CREMERJ realiza visita técnica no Hospital Albert Schweitzer

17/05/2013


O CREMERJ esteve nesta sexta-feira, 17, no Hospital Estadual Albert Schweitzer, em Realengo, onde, em reunião com a direção, constatou que há, no mínimo, seis vínculos empregatícios diferentes, todos com salários distintos. A instabilidade é o que mais vem atingindo a unidade, por causa da alta rotatividade principalmente na emergência, setor que também sofre com a ausência de neurocirurgião e de leitos de retaguarda destinados à emergência. 
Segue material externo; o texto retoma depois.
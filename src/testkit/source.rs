//! Deterministic [`SignalSource`] test double.

use std::collections::VecDeque;
use std::sync::atomic::{AtomicUsize, Ordering};
use std::sync::Arc;

use async_trait::async_trait;

use crate::error::FetchError;
use crate::port::SignalSource;

/// One scripted fetch result.
#[derive(Debug, Clone)]
pub enum ScriptStep {
    Body(String),
    Status(u16),
    Timeout,
    /// Never completes; for exercising shutdown mid-fetch.
    Stall,
}

/// A source that replays a fixed script of fetch results.
///
/// Once the script is exhausted every fetch fails with status 503.
#[derive(Debug)]
pub struct ScriptedSource {
    steps: VecDeque<ScriptStep>,
    fetches: Arc<AtomicUsize>,
}

impl ScriptedSource {
    pub fn with_steps(steps: impl IntoIterator<Item = ScriptStep>) -> Self {
        Self {
            steps: steps.into_iter().collect(),
            fetches: Arc::new(AtomicUsize::new(0)),
        }
    }

    /// Shared counter of fetch calls, usable after the source is moved.
    pub fn fetch_counter(&self) -> Arc<AtomicUsize> {
        Arc::clone(&self.fetches)
    }

    pub fn fetch_count(&self) -> usize {
        self.fetches.load(Ordering::SeqCst)
    }
}

#[async_trait]
impl SignalSource for ScriptedSource {
    async fn fetch(&mut self) -> Result<String, FetchError> {
        self.fetches.fetch_add(1, Ordering::SeqCst);
        match self.steps.pop_front() {
            Some(ScriptStep::Body(body)) => Ok(body),
            Some(ScriptStep::Status(code)) => Err(FetchError::Status { code }),
            Some(ScriptStep::Timeout) => Err(FetchError::Timeout { timeout_secs: 10.0 }),
            Some(ScriptStep::Stall) => std::future::pending().await,
            None => Err(FetchError::Status { code: 503 }),
        }
    }

    fn describe(&self) -> String {
        "scripted".to_string()
    }
}
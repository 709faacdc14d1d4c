//! In-memory [`SnapshotSink`] that records every write.

use std::path::{Path, PathBuf};
use std::sync::atomic::{AtomicUsize, Ordering};
use std::sync::{Arc, Mutex};

use crate::domain::Snapshot;
use crate::error::Result;
use crate::port::SnapshotSink;

/// Records written snapshot texts and can be told to fail upcoming writes.
#[derive(Debug, Clone)]
pub struct RecordingSink {
    path: PathBuf,
    writes: Arc<Mutex<Vec<String>>>,
    pending_failures: Arc<AtomicUsize>,
}

impl Default for RecordingSink {
    fn default() -> Self {
        Self::new()
    }
}

impl RecordingSink {
    pub fn new() -> Self {
        Self {
            path: PathBuf::from("memory://signals_out.csv"),
            writes: Arc::new(Mutex::new(Vec::new())),
            pending_failures: Arc::new(AtomicUsize::new(0)),
        }
    }

    /// Make the next `count` writes fail with an I/O error.
    pub fn fail_next(&self, count: usize) {
        self.pending_failures.store(count, Ordering::SeqCst);
    }

    pub fn writes(&self) -> Vec<String> {
        self.writes.lock().expect("recording sink lock").clone()
    }

    pub fn last_write(&self) -> Option<String> {
        self.writes.lock().expect("recording sink lock").last().cloned()
    }
}

impl SnapshotSink for RecordingSink {
    fn write_snapshot(&mut self, snapshot: &Snapshot) -> Result<()> {
        let remaining = self.pending_failures.load(Ordering::SeqCst);
        if remaining > 0 {
            self.pending_failures.store(remaining - 1, Ordering::SeqCst);
            return Err(std::io::Error::other("scripted write failure").into());
        }
        self.writes
            .lock()
            .expect("recording sink lock")
            .push(snapshot.text().to_string());
        Ok(())
    }

    fn destination(&self) -> &Path {
        &self.path
    }
}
Nos últimos quatro anos, quase todos os setores do hospital passaram por reformas, entre eles, o CTI e a maternidade. No total, há 497 leitos na unidade, sendo 109 do CTI (adulto, pediátrico e neonatal) e 66 de retaguarda. Os setores de cirurgia geral e de ortopedia ainda não foram reformados. Durante a visita, constatou-se também a falta de ortopedistas. Hoje, por exemplo, apenas o chefe do serviço estava de plantão.

Sobre o Sistema de Regulação de Vagas, os médicos disseram ter dificuldade na transferência dos pacientes, principalmente, nas áreas de cardiologia, nefrologia e ortopedia.

De acordo com a direção, a Secretaria Estadual de Saúde projeta construir um polo de neurocirurgia e pretende demolir o prédio anexo para implantar um centro de traumatologia. 

“Defendemos a gestão direta e a realização de concurso público com salários dignos para a nossa categoria. Os vínculos estão cada vez mais confusos, dificultando até a administração do hospital”, declarou o coordenador da Comissão de Saúde Pública do CREMERJ, Pablo Vazquez. 

Também acompanharam a visita os conselheiros Nelson Nahon e Kássie Cargnin.